Basicamente,
era um caracol preguiçoso. Gostava de estar sossegado no seu canto da floresta,
indiferente às pressas do mundo. Havia um pássaro seu amigo que lhe dizia: «Oh
pá, tu és o único caracol que tem duas conchas. Essa em que vives e onde te proteges
da chuva. E outra, que não se vê mas que é a mais rija: aquela onde te escondes
do mundo.» O caracol encolhia os ombros (faz de conta, porque os caracóis não
têm ombros), o pássaro encolhia os ombros (faz de conta, porque os pássaros não
têm ombros) e ficavam os dois a olhar para as árvores.
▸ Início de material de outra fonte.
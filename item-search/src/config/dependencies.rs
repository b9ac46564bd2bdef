//! Dependency initialization and wiring for the item search demo.

use std::env;
use std::sync::Arc;
use std::time::Duration;
use tokio::time::sleep;
use tracing::{info, warn};

use crate::DemoError;
use item_search_repository::opensearch::{IndexConfig, INDEX_NAME};
use item_search_repository::{
    ItemRepository, OpenSearchProvider, SearchIndexError, SearchIndexProvider,
};

/// Default search cluster URL.
const DEFAULT_SEARCH_URL: &str = "http://localhost:9200";

/// Default connection retry interval in seconds.
const DEFAULT_RETRY_INTERVAL_SECS: u64 = 15;

/// Connection mode for the search cluster.
#[derive(Debug, Clone, Copy, PartialEq, Eq)]
pub enum ConnectionMode {
    /// Fail immediately if connection fails.
    FailFast,
    /// Retry connection at a fixed interval until successful.
    Retry,
}

impl ConnectionMode {
    /// Parse a connection mode.
    ///
    /// Valid values: "fail-fast" or "retry" (case-insensitive). Anything else
    /// falls back to fail-fast.
    pub fn parse(value: &str) -> Self {
        match value.to_lowercase().as_str() {
            "fail-fast" | "failfast" | "fail_fast" => Self::FailFast,
            "retry" => Self::Retry,
            other => {
                warn!(value = %other, "Invalid SEARCH_CONNECTION_MODE, defaulting to 'fail-fast'");
                Self::FailFast
            }
        }
    }

    /// Read the connection mode from `SEARCH_CONNECTION_MODE`.
    fn from_env() -> Self {
        env::var("SEARCH_CONNECTION_MODE")
            .map(|v| Self::parse(&v))
            .unwrap_or(Self::FailFast)
    }
}

/// Parse a boolean flag, accepting the usual spellings.
fn parse_flag(value: &str) -> Option<bool> {
    match value.trim().to_lowercase().as_str() {
        "1" | "true" | "yes" | "on" => Some(true),
        "0" | "false" | "no" | "off" => Some(false),
        _ => None,
    }
}

/// Container for all initialized dependencies.
pub struct Dependencies {
    /// The repository, backed by the connected provider.
    pub repository: ItemRepository,
}

impl Dependencies {
    /// Initialize all dependencies from environment variables.
    ///
    /// # Environment Variables
    ///
    /// - `SEARCH_URL`: Search cluster URL (default: http://localhost:9200)
    /// - `INDEX_ALIAS`: Index alias name (default: "item")
    /// - `ITEM_INDEX_VERSION`: Index version number (default: 0)
    /// - `SEARCH_CONNECTION_MODE`: Connection mode - "fail-fast" or "retry" (default: fail-fast)
    /// - `SEARCH_RETRY_INTERVAL_SECS`: Retry interval in seconds (default: 15)
    /// - `SEARCH_REFRESH`: Wait for writes to become searchable (default: true)
    ///
    /// # Returns
    ///
    /// * `Ok(Dependencies)` - Initialized dependencies
    /// * `Err(DemoError)` - If initialization fails (only in fail-fast mode)
    pub async fn new() -> Result<Self, DemoError> {
        let search_url = env::var("SEARCH_URL").unwrap_or_else(|_| DEFAULT_SEARCH_URL.to_string());
        let connection_mode = ConnectionMode::from_env();
        let retry_interval = env::var("SEARCH_RETRY_INTERVAL_SECS")
            .ok()
            .and_then(|s| s.parse::<u64>().ok())
            .unwrap_or(DEFAULT_RETRY_INTERVAL_SECS);

        let index_alias = env::var("INDEX_ALIAS").unwrap_or_else(|_| INDEX_NAME.to_string());
        let index_version = env::var("ITEM_INDEX_VERSION")
            .ok()
            .and_then(|v| v.parse::<u32>().ok())
            .unwrap_or(0);
        let refresh = env::var("SEARCH_REFRESH")
            .ok()
            .and_then(|v| parse_flag(&v))
            .unwrap_or(true);

        info!(
            search_url = %search_url,
            index_alias = %index_alias,
            index_version,
            refresh,
            connection_mode = ?connection_mode,
            retry_interval_secs = retry_interval,
            "Initializing dependencies"
        );

        let index_config = IndexConfig::new(index_alias, index_version).with_refresh(refresh);

        let provider = Self::connect(
            &search_url,
            index_config,
            connection_mode,
            Duration::from_secs(retry_interval),
        )
        .await?;

        info!("Search cluster connection established");

        let repository = ItemRepository::new(Arc::new(provider));

        Ok(Self { repository })
    }

    /// Connect to the search cluster with retry logic based on connection mode.
    ///
    /// The connection counts as established once the index and alias exist.
    async fn connect(
        url: &str,
        index_config: IndexConfig,
        mode: ConnectionMode,
        retry_interval: Duration,
    ) -> Result<OpenSearchProvider, DemoError> {
        loop {
            match Self::try_connect(url, index_config.clone()).await {
                Ok(provider) => return Ok(provider),
                Err(e) => match mode {
                    ConnectionMode::FailFast => {
                        return Err(DemoError::config(format!(
                            "Failed to connect to search cluster: {}",
                            e
                        )));
                    }
                    ConnectionMode::Retry => {
                        warn!(
                            search_url = %url,
                            error = %e,
                            retry_interval_secs = retry_interval.as_secs(),
                            "Failed to connect to search cluster, retrying..."
                        );
                        sleep(retry_interval).await;
                    }
                },
            }
        }
    }

    /// Create the provider and make sure the index and alias exist.
    async fn try_connect(
        url: &str,
        index_config: IndexConfig,
    ) -> Result<OpenSearchProvider, SearchIndexError> {
        let provider = OpenSearchProvider::new(url, index_config).await?;
        provider.ensure_index_exists().await?;
        Ok(provider)
    }
}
Depois, o pássaro
cansava-se do silêncio e falava dos seus voos. Contava como era bom furar as
nuvens com o bico e sentir a sua brancura húmida, como era inebriante sobrevoar
o mar e sentir os salpicos das ondas nas penas, como gostava de voar na
direcção do pôr-do-sol e sentir que um dia chegaria até junto dele, como sentia
serenidade quando pousava no cimo do farol e contemplava aquela linha mágica
onde o azul do céu se mistura com o azul do mar. E suspirava. Para afastar a fantasia,
o caracol dizia uma qualquer coisa pragmática e anti-sonho, como por exemplo:
«És palerma. Então não sabes que se conseguisses chegar junto ao sol, te
queimavas todo? Pode parecer mais fraquinho quando está a desaparecer mas olha
que mesmo assim está quente. Uns cinquenta e nove graus. Pelo menos.» A fantasia
afastava-se. E antes de regressar aos seus esvoaçamentos, o pássaro dizia:
«Gostava de te levar comigo, um dia. Mas o peso das tuas conchas é demasiado
para mim.» Contudo, ambos sabiam que quando partilhava os seus voos e os seus
sentires, o pássaro transportava o amigo consigo. Depois do pássaro partir, o
caracol percorria os seus caminhos de sempre e deixava neles o seu rasto
pegajoso; mas, na verdade, estava a voar; o seu espírito voava. E de tal forma
esses voos eram reais que começaram a corroer as suas conchas. Foi por isso que,
certo dia, deu por si a planear um voo verdadeiro. Como perceber em que momento
um sonho se transforma num plano? Talvez isso seja tão difícil de determinar como
perceber onde termina o azul do céu e começa o azul do mar. Mas que importa? Há
dois azuis e de repente ambos se transformam apenas num, em algo que é muito
mais do que uma simples soma de duas partes. 1+1=∞. «Oh pá, é magia. E não
penses mais nisso.», diria o pássaro. Houve, portanto, um momento em que o
sonho passou a plano. E, na segurança da sua concha, o caracol começou a
preparar uma viagem de descoberta. Um voo. Uma caminhada, que é aquilo que os
caracóis fazem quando precisam sair das suas conchas e sentir o mundo. Planeou
que caminharia até ao farol, porque de tudo o que o pássaro lhe contava era o
farol o que mais o fascinava. Não diria nada a ninguém, limitar-se-ia a ir
(talvez amanhã, porque basicamente era preguiçoso. Mas iria…); e após uma longa
e difícil jornada até ao topo do farol, contemplaria a imensidão do horizonte e
talvez conseguisse sentir-se verdadeiramente parte do mundo; nesse momento, as
suas conchas ficariam mais leves, tão leves que nem as sentiria. E poderia aguardar
a chegada do pássaro, para o surpreender: «Que andas a fazer por aqui?», diria
num tom sério. E depois ririam, juntos. Leves.